Se acaba de publicar en español Cabos sueltos (El Tercer Nombre, con traducción de Frank Schleper). Está narrada desde la cabeza de un adolescente estadounidense que vive en una de esas ciudades medianas que tan bien creemos conocer a través del cine. Un adolescente, cómo no, rarito, que va al instituto y que se relaciona de una manera poco sana con sus compañeros, con él mismo y con su familia. El adolescente que nos cuenta la historia está un paso antes de cometer una de esas masacres de instituto que también creemos conocer de primera mano por el cine y por la televisión.

Un cabo suelto presenta las cosas sin contemplaciones, con toda la simpleza y crudeza con las que ocurren esas cosas en la realidad. Hay una sucesión de largos y atropellados diálogos (atropellados porque en la realidad todos hablamos atropelladamente) que muestran la vida tal y como es.

Hay algo en el estilo, y quizá también en la intención de este libro, que me ha llevado a pensar en otro que leí hace poco tiempo. Es la única novela del dramaturgo Harold Pinter (Londres, 1930), el último premio Nobel de Literatura.

Se titula Los enanos (Destino, con traducción de John Lyons). Es, además, uno de sus primeros textos literarios, pues aunque la publicó en 1989, tras corregirla, Pinter la escribió originalmente en los años cincuenta. Como todos sabemos (o deberíamos saber, pues para eso sirven los grandes premios, para que leamos muchas cosas de los premiados en los periódicos; lo de hacerlo con sus obras ya es otra cosa), pues, decía, todos deberíamos saber que Pinter es un autor dedicado en cuerpo y alma al teatro.

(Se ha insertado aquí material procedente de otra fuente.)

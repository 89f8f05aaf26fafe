use bugboard_core::error::CoreError;

use crate::session::SessionError;

/// Errors from the BugBoard REST client and its views.
#[derive(Debug, thiserror::Error)]
pub enum ApiError {
    /// The HTTP request itself failed (network, DNS, TLS, timeout, decoding).
    #[error("HTTP request failed: {0}")]
    Request(#[from] reqwest::Error),

    /// The backend returned a non-2xx status code.
    #[error("API error ({status}): {}", .message.as_deref().unwrap_or("no details"))]
    Api {
        status: u16,
        /// The server's structured `message`/`error` text, when it sent one.
        message: Option<String>,
    },

    /// A client-side rule refused the action before any request was made.
    #[error(transparent)]
    Core(#[from] CoreError),

    /// The same control already has a request in flight.
    #[error("Already in progress: {0}")]
    Busy(&'static str),

    #[error("Session storage failed: {0}")]
    Session(#[from] SessionError),
}

/// Convenience alias for client results.
pub type ApiResult<T> = Result<T, ApiError>;

impl ApiError {
    pub fn status(&self) -> Option<u16> {
        match self {
            ApiError::Api { status, .. } => Some(*status),
            ApiError::Request(e) => e.status().map(|s| s.as_u16()),
            _ => None,
        }
    }

    pub fn is_not_found(&self) -> bool {
        self.status() == Some(404) || matches!(self, ApiError::Core(CoreError::NotFound { .. }))
    }

    /// Authentication or authorization failure, from the server or from a
    /// client-side policy denial.
    pub fn is_unauthorized(&self) -> bool {
        matches!(self.status(), Some(401) | Some(403))
            || matches!(
                self,
                ApiError::Core(CoreError::Unauthorized(_) | CoreError::Forbidden(_))
            )
    }

    pub fn is_validation(&self) -> bool {
        matches!(self.status(), Some(400) | Some(422))
            || matches!(self, ApiError::Core(CoreError::Validation(_)))
    }

    /// Text to show the user: the server's message when available, the
    /// client-side reason for local refusals, otherwise `fallback`.
    pub fn user_message(&self, fallback: &str) -> String {
        match self {
            ApiError::Api {
                message: Some(msg), ..
            } => msg.clone(),
            ApiError::Core(CoreError::Validation(msg))
            | ApiError::Core(CoreError::Forbidden(msg))
            | ApiError::Core(CoreError::Unauthorized(msg))
            | ApiError::Core(CoreError::Conflict(msg)) => msg.clone(),
            ApiError::Busy(_) => "Please wait for the previous request to finish".to_string(),
            _ => fallback.to_string(),
        }
    }
}

/// Pull a human-readable message out of an error response body.
///
/// Prefers a JSON `message` field, then `error`; falls back to a short
/// plain-text body. Returns `None` for empty or HTML/oversized bodies.
pub fn extract_message(body: &str) -> Option<String> {
    let trimmed = body.trim();
    if trimmed.is_empty() {
        return None;
    }
    if let Ok(json) = serde_json::from_str::<serde_json::Value>(trimmed) {
        return ["message", "error"]
            .iter()
            .find_map(|key| json.get(key).and_then(|v| v.as_str()))
            .map(str::to_string)
            .or_else(|| json.as_str().map(str::to_string));
    }
    if trimmed.starts_with('<') || trimmed.len() > 300 {
        return None;
    }
    Some(trimmed.to_string())
}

Quizá por esa pulsión teatral, este Los enanos es prácticamente un largo diáologo entre varios amigos, en diferentes momentos; un diálogo en el que nos metemos, sin tener claro quién de ellos habla, pero que no nos importa demasiado porque lo que cuenta es cómo ven el mundo unos jóvenes ingleses en los días posteriores a la Segunda Guerra Mundial, cuando han de plantearse qué hacer con sus vidas y cómo hacerlo.

Como los personajes de Cooper, los de Pinter muestran un cierto hastío vital. Hastío que en el fondo es falso, pues no hacen sino buscar y buscar en su vida y en las ajenas algo que les sirva para estar mejor.

Los personajes de Pinter, como los de Cooper, se lanzan al sexo. Aquellos tienen que ganárselo a pulso (eran otros tiempos); éstos, lo tienen ya conquistado. pero ambos se enfrentan a él con las mismas dudas, torpezas e insatisfacciones.

Los personajes de Cooper son más básicos (léase iletrados, si se quiere), mientras que los de Pinter quieren ser (y en cierta manera los son) cultos, pero su sensación de insignificancia ante lo que les rodea, sus conflictos con los mayores (o la autoridad o lo establecido) son tan similares...

Y hay medio siglo de diferencia entre los momentos en que están redactadas ambas obras.